As Andy Warhol’s assistant from 1963 to 1970, Gerard Malanga was a fixture in a New York art scene that freely mixed painting, film, and music. Working closely with Warhol at the Factory, Malanga served as silk screen technician, cinematographer, and occasional actor, all the while working on his own poetry, which has been collected in numerous books including Incarnations and most recently No Respect: New and Selected Poems, 1964–2000.

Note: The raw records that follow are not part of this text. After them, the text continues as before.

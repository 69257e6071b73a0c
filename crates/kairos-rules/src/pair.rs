//! Pair abstraction matcher

use crate::rule::{sorted_facts, Activation, FactIndex};
use kairos_domain::{AbstractionKind, PairDefinition, Proposition, UniqueId};

/// Pair each left with its earliest-starting valid right
///
/// When the right side is optional, a left without a partner yields a
/// partial instance covering the left alone.
pub(crate) fn matches(definition: &PairDefinition, facts: &dyn FactIndex) -> Vec<Activation> {
    let lefts = sorted_facts(facts, [definition.left().proposition_id()], |p| definition.left().matches(p));
    let rights = sorted_facts(facts, [definition.right().proposition_id()], |p| definition.right().matches(p));

    lefts
        .into_iter()
        .filter_map(|left| {
            let partner = rights
                .iter()
                .copied()
                .filter(|right| right.unique_id() != left.unique_id())
                .find(|right| match (left.interval(), right.interval()) {
                    (Some(l), Some(r)) => definition.relation().has_relation(l, r),
                    _ => false,
                });
            match partner {
                Some(right) => instance(definition, &[left, right]),
                None if !definition.second_required() => instance(definition, &[left]),
                None => None,
            }
        })
        .collect()
}

fn instance(definition: &PairDefinition, members: &[&Proposition]) -> Option<Activation> {
    let interval = crate::low_level::span(members)?;
    let sources: Vec<UniqueId> = members.iter().map(|p| p.unique_id().clone()).collect();
    let unique_id = UniqueId::derived(AbstractionKind::Pair.as_str(), definition.id(), &sources);
    Some(Activation::derived(Proposition::abstraction(
        definition.id().clone(),
        unique_id,
        None,
        interval,
        AbstractionKind::Pair,
        sources,
    )))
}

#[cfg(test)]
mod tests {
    use super::*;
    use crate::rule::testing::{event, Facts};
    use kairos_domain::{Bound, Endpoints, Relation, Unit};

    fn within_a_day_after() -> Relation {
        Relation::new()
            .with_min(Endpoints::FinishStart, Bound::new(0, Unit::MINUTE))
            .with_max(Endpoints::FinishStart, Bound::new(1, Unit::DAY))
    }

    fn locals(activation: &Activation) -> Vec<&str> {
        activation.sources.iter().map(|s| s.local()).collect()
    }

    #[test]
    fn test_left_pairs_with_earliest_valid_right() {
        let definition = PairDefinition::new("ADMIT_THEN_LAB", "ADMIT", "LAB", within_a_day_after());
        let facts = Facts::default()
            .with(event("ADMIT", "admit", 100, 110))
            .with(event("LAB", "before", 50, 60))
            .with(event("LAB", "second", 300, 301))
            .with(event("LAB", "first", 200, 201));

        let found = matches(&definition, &facts);
        assert_eq!(found.len(), 1);
        assert_eq!(locals(&found[0]), vec!["admit", "first"]);
    }

    #[test]
    fn test_required_second_drops_lone_left() {
        let definition = PairDefinition::new("ADMIT_THEN_LAB", "ADMIT", "LAB", within_a_day_after());
        let facts = Facts::default().with(event("ADMIT", "admit", 0, 10));
        assert!(matches(&definition, &facts).is_empty());
    }

    #[test]
    fn test_optional_second_yields_partial_instance() {
        let definition =
            PairDefinition::new("ADMIT_THEN_LAB", "ADMIT", "LAB", within_a_day_after()).with_second_optional();
        let facts = Facts::default()
            .with(event("ADMIT", "admit", 0, 10))
            .with(event("LAB", "too_late", 3000, 3001));

        let found = matches(&definition, &facts);
        assert_eq!(found.len(), 1);
        assert_eq!(locals(&found[0]), vec!["admit"]);
        let interval = found[0].proposition.interval().unwrap();
        assert_eq!(interval.maximum_finish(), Some(10 * 60_000));
    }

    #[test]
    fn test_same_id_pairs_never_use_one_fact_twice() {
        let definition = PairDefinition::new("REPEAT", "LAB", "LAB", Relation::new());
        let facts = Facts::default().with(event("LAB", "only", 0, 1));
        assert!(matches(&definition, &facts).is_empty());
    }
}
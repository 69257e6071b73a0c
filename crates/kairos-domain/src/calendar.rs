//! Calendar arithmetic for absolute time
//!
//! Absolute instants are milliseconds since the Unix epoch. Day, month and year
//! arithmetic happens on local wall-clock time in a [`CalendarZone`], so "one
//! day" across a daylight-saving transition is 23 or 25 hours and "one month"
//! depends on the month being crossed. Zone rules are explicit here rather than
//! read from the host.

use chrono::{Datelike, Days, Months, NaiveDate, NaiveDateTime, TimeDelta, Weekday};
use serde::{Deserialize, Serialize};

/// Milliseconds in one second
pub const MILLIS_PER_SECOND: i64 = 1_000;
/// Milliseconds in one minute
pub const MILLIS_PER_MINUTE: i64 = 60 * MILLIS_PER_SECOND;
/// Milliseconds in one hour
pub const MILLIS_PER_HOUR: i64 = 60 * MILLIS_PER_MINUTE;
/// Milliseconds in one nominal (24 hour) day
pub const MILLIS_PER_DAY: i64 = 24 * MILLIS_PER_HOUR;

/// Rules for turning absolute instants into local calendar time
///
/// # Examples
///
/// ```
/// use kairos_domain::calendar::{self, CalendarZone};
///
/// let zone = CalendarZone::US_EASTERN;
/// let midnight = calendar::local_millis(zone, 2007, 3, 11, 0, 0).unwrap();
/// let next = calendar::local_millis(zone, 2007, 3, 12, 0, 0).unwrap();
///
/// // Spring forward: the local day is only 23 hours long
/// assert_eq!(next - midnight, 23 * calendar::MILLIS_PER_HOUR);
/// ```
#[derive(Debug, Clone, Copy, Default, PartialEq, Eq, Hash, Serialize, Deserialize)]
#[serde(tag = "type", rename_all = "snake_case")]
pub enum CalendarZone {
    /// Coordinated universal time
    #[default]
    Utc,

    /// A constant offset from UTC
    Fixed {
        /// Minutes east of UTC
        offset_minutes: i32,
    },

    /// United States daylight-saving schedule on top of a standard offset
    UsDaylight {
        /// Standard-time minutes east of UTC (e.g. -300 for Eastern)
        standard_offset_minutes: i32,
    },
}

impl CalendarZone {
    /// US Eastern time (EST/EDT)
    pub const US_EASTERN: CalendarZone = CalendarZone::UsDaylight { standard_offset_minutes: -300 };
    /// US Central time (CST/CDT)
    pub const US_CENTRAL: CalendarZone = CalendarZone::UsDaylight { standard_offset_minutes: -360 };
    /// US Mountain time (MST/MDT)
    pub const US_MOUNTAIN: CalendarZone = CalendarZone::UsDaylight { standard_offset_minutes: -420 };
    /// US Pacific time (PST/PDT)
    pub const US_PACIFIC: CalendarZone = CalendarZone::UsDaylight { standard_offset_minutes: -480 };

    /// Offset from UTC in effect at an instant, in milliseconds
    pub fn offset_millis(&self, instant: i64) -> i64 {
        match *self {
            CalendarZone::Utc => 0,
            CalendarZone::Fixed { offset_minutes } => i64::from(offset_minutes) * MILLIS_PER_MINUTE,
            CalendarZone::UsDaylight { standard_offset_minutes } => {
                let standard = i64::from(standard_offset_minutes) * MILLIS_PER_MINUTE;
                if self.is_daylight_time(instant) {
                    standard + MILLIS_PER_HOUR
                } else {
                    standard
                }
            }
        }
    }

    /// Whether daylight-saving time is in effect at an instant
    pub fn is_daylight_time(&self, instant: i64) -> bool {
        let CalendarZone::UsDaylight { standard_offset_minutes } = *self else {
            return false;
        };
        let standard = i64::from(standard_offset_minutes) * MILLIS_PER_MINUTE;
        let Some(local_standard) = instant.checked_add(standard).and_then(naive_from_millis) else {
            return false;
        };
        let Some((start, end)) = daylight_window(local_standard.year()) else {
            return false;
        };

        // Transitions happen at 02:00 wall-clock time: 02:00 standard time in
        // spring, 02:00 daylight time (01:00 standard) in autumn.
        let (Some(begins), Some(ends)) = (start.and_hms_opt(2, 0, 0), end.and_hms_opt(1, 0, 0)) else {
            return false;
        };
        local_standard >= begins && local_standard < ends
    }

    /// Local wall-clock time of an instant
    pub fn to_local(&self, instant: i64) -> Option<NaiveDateTime> {
        naive_from_millis(instant.checked_add(self.offset_millis(instant))?)
    }

    /// Instant of a local wall-clock time
    ///
    /// Times skipped by a spring-forward transition resolve forward by the
    /// length of the gap; times repeated by a fall-back transition resolve to
    /// the earlier (daylight) instant.
    pub fn from_local(&self, local: NaiveDateTime) -> Option<i64> {
        let wall = millis_from_naive(local);
        match *self {
            CalendarZone::Utc => Some(wall),
            CalendarZone::Fixed { offset_minutes } => {
                wall.checked_sub(i64::from(offset_minutes) * MILLIS_PER_MINUTE)
            }
            CalendarZone::UsDaylight { standard_offset_minutes } => {
                let standard_guess = wall.checked_sub(i64::from(standard_offset_minutes) * MILLIS_PER_MINUTE)?;
                let daylight_guess = standard_guess.checked_sub(MILLIS_PER_HOUR)?;
                if self.is_daylight_time(daylight_guess) {
                    Some(daylight_guess)
                } else {
                    Some(standard_guess)
                }
            }
        }
    }
}

/// Convenience constructor for an instant from local calendar fields
pub fn local_millis(zone: CalendarZone, year: i32, month: u32, day: u32, hour: u32, minute: u32) -> Option<i64> {
    let local = NaiveDate::from_ymd_opt(year, month, day)?.and_hms_opt(hour, minute, 0)?;
    zone.from_local(local)
}

/// Add whole local days, keeping the wall-clock time
pub fn add_days(zone: CalendarZone, instant: i64, days: i64) -> Option<i64> {
    let local = zone.to_local(instant)?;
    let shifted = if days >= 0 {
        local.checked_add_days(Days::new(days.unsigned_abs()))?
    } else {
        local.checked_sub_days(Days::new(days.unsigned_abs()))?
    };
    zone.from_local(shifted)
}

/// Add whole calendar months, clamping to the end of shorter months
pub fn add_months(zone: CalendarZone, instant: i64, months: i64) -> Option<i64> {
    let local = zone.to_local(instant)?;
    let count = Months::new(u32::try_from(months.unsigned_abs()).ok()?);
    let shifted = if months >= 0 {
        local.checked_add_months(count)?
    } else {
        local.checked_sub_months(count)?
    };
    zone.from_local(shifted)
}

/// Start of the local day containing an instant
pub fn start_of_day(zone: CalendarZone, instant: i64) -> Option<i64> {
    let date = zone.to_local(instant)?.date();
    zone.from_local(date.and_hms_opt(0, 0, 0)?)
}

/// Start of the local day following the one containing an instant
pub fn start_of_next_day(zone: CalendarZone, instant: i64) -> Option<i64> {
    let date = zone.to_local(instant)?.date().succ_opt()?;
    zone.from_local(date.and_hms_opt(0, 0, 0)?)
}

/// Start of the local month containing an instant
pub fn start_of_month(zone: CalendarZone, instant: i64) -> Option<i64> {
    let local = zone.to_local(instant)?;
    let first = NaiveDate::from_ymd_opt(local.year(), local.month(), 1)?;
    zone.from_local(first.and_hms_opt(0, 0, 0)?)
}

/// Start of the local month following the one containing an instant
pub fn start_of_next_month(zone: CalendarZone, instant: i64) -> Option<i64> {
    let local = zone.to_local(instant)?;
    let first = NaiveDate::from_ymd_opt(local.year(), local.month(), 1)?;
    let next = first.checked_add_months(Months::new(1))?;
    zone.from_local(next.and_hms_opt(0, 0, 0)?)
}

/// Start of the local year containing an instant
pub fn start_of_year(zone: CalendarZone, instant: i64) -> Option<i64> {
    let year = zone.to_local(instant)?.year();
    zone.from_local(NaiveDate::from_ymd_opt(year, 1, 1)?.and_hms_opt(0, 0, 0)?)
}

/// Start of the local year following the one containing an instant
pub fn start_of_next_year(zone: CalendarZone, instant: i64) -> Option<i64> {
    let year = zone.to_local(instant)?.year().checked_add(1)?;
    zone.from_local(NaiveDate::from_ymd_opt(year, 1, 1)?.and_hms_opt(0, 0, 0)?)
}

/// Floor an instant to a fixed-length tick of local time
///
/// Used for second, minute and hour ticks. The offset in effect at the
/// instant is kept, so an hour tick never straddles a transition.
pub fn floor_fixed(zone: CalendarZone, instant: i64, tick_millis: i64) -> Option<i64> {
    let offset = zone.offset_millis(instant);
    let local = instant.checked_add(offset)?;
    local.div_euclid(tick_millis).checked_mul(tick_millis)?.checked_sub(offset)
}

/// Daylight-saving start and end dates for a year, if the schedule applies
fn daylight_window(year: i32) -> Option<(NaiveDate, NaiveDate)> {
    match year {
        y if y >= 2007 => Some((
            NaiveDate::from_weekday_of_month_opt(year, 3, Weekday::Sun, 2)?,
            NaiveDate::from_weekday_of_month_opt(year, 11, Weekday::Sun, 1)?,
        )),
        1987..=2006 => Some((
            NaiveDate::from_weekday_of_month_opt(year, 4, Weekday::Sun, 1)?,
            last_sunday(year, 10)?,
        )),
        1967..=1986 => Some((last_sunday(year, 4)?, last_sunday(year, 10)?)),
        _ => None,
    }
}

fn last_sunday(year: i32, month: u32) -> Option<NaiveDate> {
    let first_of_next = NaiveDate::from_ymd_opt(year, month, 1)?.checked_add_months(Months::new(1))?;
    let last = first_of_next.pred_opt()?;
    last.checked_sub_days(Days::new(u64::from(last.weekday().num_days_from_sunday())))
}

fn epoch() -> NaiveDateTime {
    NaiveDateTime::UNIX_EPOCH
}

fn naive_from_millis(millis: i64) -> Option<NaiveDateTime> {
    epoch().checked_add_signed(TimeDelta::try_milliseconds(millis)?)
}

fn millis_from_naive(naive: NaiveDateTime) -> i64 {
    naive.signed_duration_since(epoch()).num_milliseconds()
}
//! Low-level abstraction matcher: runs of classified values

use crate::rule::{sorted_facts, Activation, FactIndex};
use kairos_domain::{
    AbstractionKind, ClassificationId, ClassifierError, Interval, LowLevelDefinition, Proposition, UniqueId, Value,
};

/// One maximal run of consecutive values sharing a classification
struct Run {
    classification: ClassificationId,
    start: usize,
    end: usize,
}

/// Instances for every qualifying run of the definition's source values
///
/// Windows of `min_values` consecutive values are classified; consecutive
/// windows with the same classification extend one run as long as the gap
/// function admits each new value. A run that reaches `max_values` is closed
/// and the next run starts after it.
pub(crate) fn matches(definition: &LowLevelDefinition, facts: &dyn FactIndex) -> Result<Vec<Activation>, ClassifierError> {
    let values = sorted_facts(facts, definition.sources(), Proposition::is_primitive_parameter);
    let width = definition.min_values();
    if values.len() < width {
        return Ok(Vec::new());
    }

    let mut runs = Vec::new();
    let mut current: Option<Run> = None;
    let mut resume_at = 0;

    for start in 0..=values.len() - width {
        if start < resume_at {
            continue;
        }
        let window = &values[start..start + width];
        let classification = classify_window(definition, window)?;

        let extends = match (&current, &classification) {
            (Some(run), Some(class)) => {
                run.classification == *class
                    && start + width == run.end + 1
                    && gap_allows(definition, values[run.end - 1], values[run.end])
            }
            _ => false,
        };

        if extends {
            if let Some(run) = current.as_mut() {
                run.end += 1;
            }
        } else {
            runs.extend(current.take());
            current = classification.map(|classification| Run { classification, start, end: start + width });
        }

        if let Some(max) = definition.max_values() {
            if current.as_ref().is_some_and(|run| run.end - run.start >= max) {
                if let Some(run) = current.take() {
                    resume_at = run.end;
                    runs.push(run);
                }
            }
        }
    }
    runs.extend(current);

    Ok(runs
        .into_iter()
        .filter_map(|run| instance(definition, &values[run.start..run.end], run.classification))
        .collect())
}

fn classify_window(
    definition: &LowLevelDefinition,
    window: &[&Proposition],
) -> Result<Option<ClassificationId>, ClassifierError> {
    if !window.windows(2).all(|pair| gap_allows(definition, pair[0], pair[1])) {
        return Ok(None);
    }
    let values: Option<Vec<&Value>> = window.iter().map(|p| p.value()).collect();
    match values {
        Some(values) => definition.classifier().classify(&values),
        None => Ok(None),
    }
}

fn gap_allows(definition: &LowLevelDefinition, first: &Proposition, second: &Proposition) -> bool {
    match (first.interval(), second.interval()) {
        (Some(a), Some(b)) => definition.gap().allows(a, b),
        _ => false,
    }
}

fn instance(
    definition: &LowLevelDefinition,
    run: &[&Proposition],
    classification: ClassificationId,
) -> Option<Activation> {
    let interval = span(run)?;
    if !definition.duration_allows(&interval) {
        tracing::trace!(definition = %definition.id(), "run outside duration bounds");
        return None;
    }

    let sources: Vec<UniqueId> = run.iter().map(|p| p.unique_id().clone()).collect();
    let unique_id = UniqueId::derived(AbstractionKind::LowLevel.as_str(), definition.id(), &sources);
    Some(Activation::derived(Proposition::abstraction(
        definition.id().clone(),
        unique_id,
        Some(Value::Nominal(classification.as_str().to_string())),
        interval,
        AbstractionKind::LowLevel,
        sources,
    )))
}

/// Smallest interval covering every proposition
pub(crate) fn span(propositions: &[&Proposition]) -> Option<Interval> {
    let mut intervals = propositions.iter().filter_map(|p| p.interval());
    let first = *intervals.next()?;
    intervals.try_fold(first, |acc, next| acc.span(next).ok())
}

#[cfg(test)]
mod tests {
    use super::*;
    use crate::rule::testing::{reading, Facts};
    use kairos_domain::{Bound, GapFunction, ThresholdClassifier, ThresholdLimit, Unit};
    use std::sync::Arc;

    fn glucose_states() -> LowLevelDefinition {
        let classifier = ThresholdClassifier::new("glucose")
            .with_band("NORMAL", None, Some(ThresholdLimit::exclusive(180.0)))
            .with_band("HIGH", Some(ThresholdLimit::inclusive(180.0)), None);
        LowLevelDefinition::new("GLUCOSE_STATE", Arc::new(classifier)).with_source("GLUCOSE")
    }

    fn facts(readings: &[(i64, f64)]) -> Facts {
        readings
            .iter()
            .enumerate()
            .fold(Facts::default(), |facts, (i, (minute, value))| {
                facts.with(reading("GLUCOSE", &format!("g{}", i), *minute, *value))
            })
    }

    fn summary(activations: &[Activation]) -> Vec<(String, usize)> {
        activations
            .iter()
            .map(|a| (a.proposition.value().map(|v| v.to_string()).unwrap_or_default(), a.sources.len()))
            .collect()
    }

    #[test]
    fn test_consecutive_values_merge_into_runs() {
        let found = matches(&glucose_states(), &facts(&[(0, 200.0), (60, 210.0), (120, 100.0), (180, 190.0)])).unwrap();
        assert_eq!(
            summary(&found),
            vec![("HIGH".to_string(), 2), ("NORMAL".to_string(), 1), ("HIGH".to_string(), 1)]
        );
        assert_eq!(found[0].proposition.interval().unwrap().minimum_start(), Some(0));
        assert_eq!(found[0].proposition.interval().unwrap().maximum_finish(), Some(60 * 60_000));
    }

    #[test]
    fn test_gap_boundary() {
        let definition = glucose_states().with_gap(GapFunction::max_gap(Bound::new(60, Unit::MINUTE)));
        let within = matches(&definition, &facts(&[(0, 200.0), (60, 200.0)])).unwrap();
        assert_eq!(summary(&within), vec![("HIGH".to_string(), 2)]);

        let beyond = matches(&definition, &facts(&[(0, 200.0), (61, 200.0)])).unwrap();
        assert_eq!(summary(&beyond), vec![("HIGH".to_string(), 1), ("HIGH".to_string(), 1)]);
    }

    #[test]
    fn test_min_values_is_window_width() {
        let definition = glucose_states().with_min_values(2);
        let found = matches(
            &definition,
            &facts(&[(0, 200.0), (10, 200.0), (20, 100.0), (30, 200.0), (40, 200.0), (50, 200.0)]),
        )
        .unwrap();
        assert_eq!(summary(&found), vec![("HIGH".to_string(), 2), ("HIGH".to_string(), 3)]);

        let lonely = matches(&definition, &facts(&[(0, 200.0), (10, 100.0)])).unwrap();
        assert!(lonely.is_empty());
    }

    #[test]
    fn test_max_values_closes_runs() {
        let definition = glucose_states().with_max_values(2);
        let found = matches(&definition, &facts(&[(0, 200.0), (10, 200.0), (20, 200.0)])).unwrap();
        assert_eq!(summary(&found), vec![("HIGH".to_string(), 2), ("HIGH".to_string(), 1)]);
    }

    #[test]
    fn test_duration_filter() {
        let definition = glucose_states().with_duration(Some(Bound::new(30, Unit::MINUTE)), None);
        let found = matches(&definition, &facts(&[(0, 200.0), (40, 200.0), (50, 100.0)])).unwrap();
        assert_eq!(summary(&found), vec![("HIGH".to_string(), 2)]);
    }

    #[test]
    fn test_classifier_errors_propagate() {
        let facts = Facts::default().with(Proposition::primitive_parameter(
            "GLUCOSE".into(),
            UniqueId::new(kairos_domain::SourceId::new("test"), "bad"),
            Value::from("n/a"),
            crate::rule::testing::minutes(0, 0),
        ));
        assert!(matches(&glucose_states(), &facts).is_err());
    }

    #[test]
    fn test_matching_is_deterministic() {
        let facts = facts(&[(30, 200.0), (0, 200.0), (15, 200.0)]);
        let first = matches(&glucose_states(), &facts).unwrap();
        let second = matches(&glucose_states(), &facts).unwrap();
        assert_eq!(first, second);
        let locals: Vec<&str> = first[0].sources.iter().map(|s| s.local()).collect();
        assert_eq!(locals, vec!["g1", "g2", "g0"]);
    }
}
//! # FlexDB Core
//!
//! Core engine for FlexDB, an embedded transactional object store.
//!
//! This crate provides:
//! - The committed entity store with a TTL read cache
//! - Transactions that stage writes in an overlay and commit atomically
//! - A query builder with filters, ordering and pagination
//! - Secondary hash indexes maintained on every commit
//! - Lifecycle hooks around set and delete
//! - Versioned migrations tracked by a persisted marker record
//!
//! ```rust
//! use flexdb_core::{Database, Record};
//!
//! let db = Database::open_in_memory().unwrap();
//! db.transaction(|tx| {
//!     tx.set("test", Record::new("1").with("Name", "Alice").with("Value", 30))?;
//!     tx.set("test", Record::new("2").with("Name", "Bob").with("Value", 25))
//! })
//! .unwrap();
//!
//! let tx = db.begin_read();
//! let bob = tx.query("test").where_eq("Value", 25).first().unwrap().unwrap();
//! assert_eq!(bob.id(), "2");
//! ```

#![deny(unsafe_code)]
#![warn(missing_docs)]

pub mod cache;
mod config;
mod database;
mod entity;
mod error;
pub mod hooks;
pub mod index;
pub mod migration;
mod query;
mod stats;
pub mod transaction;

pub use cache::ReadCache;
pub use config::Config;
pub use database::Database;
pub use entity::{AsAny, Entity, EntityRef, EntityStore, Record};
pub use error::{CoreError, CoreResult};
pub use hooks::{Hook, HookEvent};
pub use migration::{FnMigration, Migration, MigrationInfo, MigrationReport, MigrationVersion};
pub use query::Query;
pub use stats::{DatabaseStats, StatsSnapshot};
pub use transaction::{Transaction, TransactionState};

// Re-export codec types for convenience
pub use flexdb_codec::{FieldMap, Snapshot, Value};
//! Error types for the codec crate.

use thiserror::Error;

/// Result type for codec operations.
pub type CodecResult<T> = Result<T, CodecError>;

/// Errors that can occur during encoding or decoding.
#[derive(Error, Debug)]
pub enum CodecError {
    /// Failed to encode a snapshot.
    #[error("encoding failed: {0}")]
    EncodingFailed(#[source] serde_json::Error),

    /// Input is not a structurally valid snapshot.
    #[error("decoding failed at line {line}, column {column}: {source}")]
    DecodingFailed {
        /// Line of the offending input (1-based).
        line: usize,
        /// Column of the offending input (1-based).
        column: usize,
        /// Underlying parser error.
        #[source]
        source: serde_json::Error,
    },
}

impl CodecError {
    pub(crate) fn decoding(source: serde_json::Error) -> Self {
        Self::DecodingFailed {
            line: source.line(),
            column: source.column(),
            source,
        }
    }
}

Malanga’s fascination with photography grew as he and Warhol collaborated on the nearly five hundred individual “Screen Tests,” in which Factory regulars and visitors—among them Edie Sedgwick, Salvador Dali, Lou Reed, and Bob Dylan—were filmed for three uninterrupted minutes. Malanga would then pull double frames from reels of film, arranging them in a series of stills later collected in Screen Tests: A Diary. His career in photography did not formally begin until 1969, when George Plimpton asked him to photograph the poet Charles Olson for an interview in The Paris Review. Shortly thereafter Malanga began carrying a lightweight Nikon camera everywhere he went, taking photographs of friends and literary acquaintances. In chronicling his impressive social circle during this period, Malanga amassed a stunning array of candid and formal portraits, many of which appear in the following pages. Looking through these photographs in his Brooklyn apartment, Malanga would stop every so often, lift a print off the coffee table and, after inspecting it more closely, would make a comment (which appear with the photographs on the following pages). “I always had the feeling,” he said, “even when I started, that my photography was meant to be archival in nature.”
      “Sort of like wine, I guess,” he laughed, “they get better with age.”
              

  —R.N. and T.M.

 



ROBERT LOWELL (1970) I studied with Lowell in the summer of 1962 and read with him and Frank O’Hara at Wagner College. I took this in London after we’d gone to lunch at a fish restaurant. It was one of those really damp days, bone-chilling. I could see that he was feeling cold. He didn’t even have a hat. I figured I better make this quick and painless. I was lucky to get it. Not everybody has a good shot of Cal.